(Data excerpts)
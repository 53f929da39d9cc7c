use std::fmt;
use std::io::Error;
use std::path::PathBuf;

use polars::error::PolarsError;
use serde::Serialize;

pub const HELP_TEXT: &str = "dynimg preview

Navigation
  j / Down        next image
  k / Up          previous image
  PgDown / PgUp   jump 10 images
  g / G           first / last image

Actions
  y               copy image url to clipboard
  o               copy link url to clipboard
  ?               show this help
  Esc             close popup
  q               quit";

/// A visual purpose a column can be bound to.
#[derive(Debug, Clone, Copy, PartialEq, Eq, Hash, Serialize)]
#[serde(rename_all = "snake_case")]
pub enum Role {
    Icon,
    Alt,
    TooltipText,
    TooltipTime,
    OverlayBinding,
    UnderlineBinding,
    Link,
}

impl Role {
    pub const ALL: [Role; 7] = [
        Role::Icon,
        Role::Alt,
        Role::TooltipText,
        Role::TooltipTime,
        Role::OverlayBinding,
        Role::UnderlineBinding,
        Role::Link,
    ];

    pub fn as_str(&self) -> &'static str {
        match self {
            Role::Icon => "icon",
            Role::Alt => "alt",
            Role::TooltipText => "tooltip_text",
            Role::TooltipTime => "tooltip_time",
            Role::OverlayBinding => "overlay_binding",
            Role::UnderlineBinding => "underline_binding",
            Role::Link => "link",
        }
    }

    /// Required roles abort the render pass when they can't be resolved,
    /// optional ones only switch their feature off.
    pub fn is_required(&self) -> bool {
        matches!(
            self,
            Role::Icon | Role::Alt | Role::TooltipText | Role::TooltipTime
        )
    }
}

impl fmt::Display for Role {
    fn fmt(&self, f: &mut fmt::Formatter<'_>) -> fmt::Result {
        f.write_str(self.as_str())
    }
}

#[derive(Debug, Clone, PartialEq, Eq)]
pub enum ResolutionError {
    MissingDefaultField,
    FieldNotFound { role: Role, name: String },
}

impl fmt::Display for ResolutionError {
    fn fmt(&self, f: &mut fmt::Formatter<'_>) -> fmt::Result {
        match self {
            ResolutionError::MissingDefaultField => write!(f, "no non time field in data"),
            ResolutionError::FieldNotFound { role, name } if name.is_empty() => {
                write!(f, "no matching field for {role}")
            }
            ResolutionError::FieldNotFound { role, name } => {
                write!(f, "field '{name}' for {role} not found in data")
            }
        }
    }
}

impl std::error::Error for ResolutionError {}

#[derive(Debug, Clone, Copy, PartialEq, Eq, Serialize)]
#[serde(rename_all = "snake_case")]
pub enum PlaceholderKind {
    NoData,
    Error,
}

/// Everything that makes a render pass show a placeholder instead of images.
#[derive(Debug, Clone, PartialEq)]
pub enum RenderError {
    EmptyData,
    QueryError(String),
    MultipleSeries(usize),
    MissingDefaultField,
    FieldNotFound { role: Role, name: String },
    EmptyResult,
}

impl RenderError {
    pub fn kind(&self) -> PlaceholderKind {
        match self {
            RenderError::EmptyData | RenderError::EmptyResult => PlaceholderKind::NoData,
            _ => PlaceholderKind::Error,
        }
    }

    /// Short text shown in place of the panel. Details go to the log only.
    pub fn placeholder(&self) -> &'static str {
        match self {
            RenderError::EmptyData | RenderError::EmptyResult => "No data found in response.",
            RenderError::QueryError(_) => "Error. See the log for more precision.",
            RenderError::MultipleSeries(_) => {
                "There's multiple time series. Use the outer join transform."
            }
            RenderError::MissingDefaultField => "Can't find a non time field for image.",
            RenderError::FieldNotFound { role, .. } => match role {
                Role::Icon => "Can't find field for image.",
                Role::Alt => "Can't find field for alt.",
                Role::TooltipText => "Can't find field for tooltip.",
                Role::TooltipTime => "Can't find time field for tooltip.",
                Role::OverlayBinding => "Can't find field for overlay.",
                Role::UnderlineBinding => "Can't find field for underline.",
                Role::Link => "Can't find field for link.",
            },
        }
    }
}

impl fmt::Display for RenderError {
    fn fmt(&self, f: &mut fmt::Formatter<'_>) -> fmt::Result {
        match self {
            RenderError::EmptyData => write!(f, "data is empty"),
            RenderError::QueryError(msg) => write!(f, "query failed: {msg}"),
            RenderError::MultipleSeries(n) => write!(f, "{n} series in data, expected one"),
            RenderError::MissingDefaultField => write!(f, "no non time field in data"),
            RenderError::FieldNotFound { role, name } => {
                write!(f, "field '{name}' for {role} not found in data")
            }
            RenderError::EmptyResult => write!(f, "series contains no values"),
        }
    }
}

impl std::error::Error for RenderError {}

impl From<ResolutionError> for RenderError {
    fn from(err: ResolutionError) -> Self {
        match err {
            ResolutionError::MissingDefaultField => RenderError::MissingDefaultField,
            ResolutionError::FieldNotFound { role, name } => {
                RenderError::FieldNotFound { role, name }
            }
        }
    }
}

#[derive(Debug)]
pub enum AppError {
    IoError(Error),
    PolarsError(PolarsError),
    ConfigError(serde_json::Error),
    LoadingFailed(String),
    FileNotFound(PathBuf),
    PermissionDenied(PathBuf),
    UnknownFileType(PathBuf),
    Render(RenderError),
}

impl fmt::Display for AppError {
    fn fmt(&self, f: &mut fmt::Formatter<'_>) -> fmt::Result {
        match self {
            AppError::IoError(e) => write!(f, "io error: {e}"),
            AppError::PolarsError(e) => write!(f, "failed to read data: {e}"),
            AppError::ConfigError(e) => write!(f, "invalid panel options: {e}"),
            AppError::LoadingFailed(msg) => write!(f, "loading failed: {msg}"),
            AppError::FileNotFound(p) => write!(f, "file not found: {}", p.display()),
            AppError::PermissionDenied(p) => write!(f, "permission denied: {}", p.display()),
            AppError::UnknownFileType(p) => write!(f, "unknown file type: {}", p.display()),
            AppError::Render(e) => write!(f, "{e}"),
        }
    }
}

impl std::error::Error for AppError {}

impl From<Error> for AppError {
    fn from(err: Error) -> Self {
        AppError::IoError(err)
    }
}

impl From<PolarsError> for AppError {
    fn from(err: PolarsError) -> Self {
        AppError::PolarsError(err)
    }
}

impl From<serde_json::Error> for AppError {
    fn from(err: serde_json::Error) -> Self {
        AppError::ConfigError(err)
    }
}

impl From<RenderError> for AppError {
    fn from(err: RenderError) -> Self {
        AppError::Render(err)
    }
}

#[derive(Debug, Clone, Copy, PartialEq)]
pub enum Message {
    Quit,
    MoveUp,
    MoveDown,
    MovePageUp,
    MovePageDown,
    MoveBeginning,
    MoveEnd,
    CopyUrl,
    CopyLink,
    Help,
    Exit,
    Tick,
    Resize(usize, usize),
}

#[derive(Debug, Clone)]
pub struct PreviewConfig {
    pub event_poll_time: u64,
}

impl Default for PreviewConfig {
    fn default() -> Self {
        Self {
            event_poll_time: 100,
        }
    }
}

#[cfg(test)]
mod tests {
    use super::*;

    #[test]
    fn placeholder_hides_field_names() {
        let err = RenderError::FieldNotFound {
            role: Role::Alt,
            name: "secret_column".into(),
        };
        assert_eq!(err.placeholder(), "Can't find field for alt.");
        assert!(err.to_string().contains("secret_column"));
    }

    #[test]
    fn no_data_errors_are_not_error_placeholders() {
        assert_eq!(RenderError::EmptyData.kind(), PlaceholderKind::NoData);
        assert_eq!(RenderError::EmptyResult.kind(), PlaceholderKind::NoData);
        assert_eq!(RenderError::MultipleSeries(2).kind(), PlaceholderKind::Error);
        assert_eq!(RenderError::MissingDefaultField.kind(), PlaceholderKind::Error);
    }

    #[test]
    fn resolution_error_converts() {
        let err: RenderError = ResolutionError::FieldNotFound {
            role: Role::Icon,
            name: "x".into(),
        }
        .into();
        assert_eq!(
            err,
            RenderError::FieldNotFound {
                role: Role::Icon,
                name: "x".into()
            }
        );
        assert_eq!(
            RenderError::from(ResolutionError::MissingDefaultField),
            RenderError::MissingDefaultField
        );
    }

    #[test]
    fn required_roles() {
        let required: Vec<Role> = Role::ALL.into_iter().filter(Role::is_required).collect();
        assert_eq!(
            required,
            vec![Role::Icon, Role::Alt, Role::TooltipText, Role::TooltipTime]
        );
    }
}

### What is required
List every line above that contains the word "EmptyResult".

### Output of the exercise
    EmptyResult,
            RenderError::EmptyData | RenderError::EmptyResult => PlaceholderKind::NoData,
            RenderError::EmptyData | RenderError::EmptyResult => "No data found in response.",
            RenderError::EmptyResult => write!(f, "series contains no values"),
        assert_eq!(RenderError::EmptyResult.kind(), PlaceholderKind::NoData);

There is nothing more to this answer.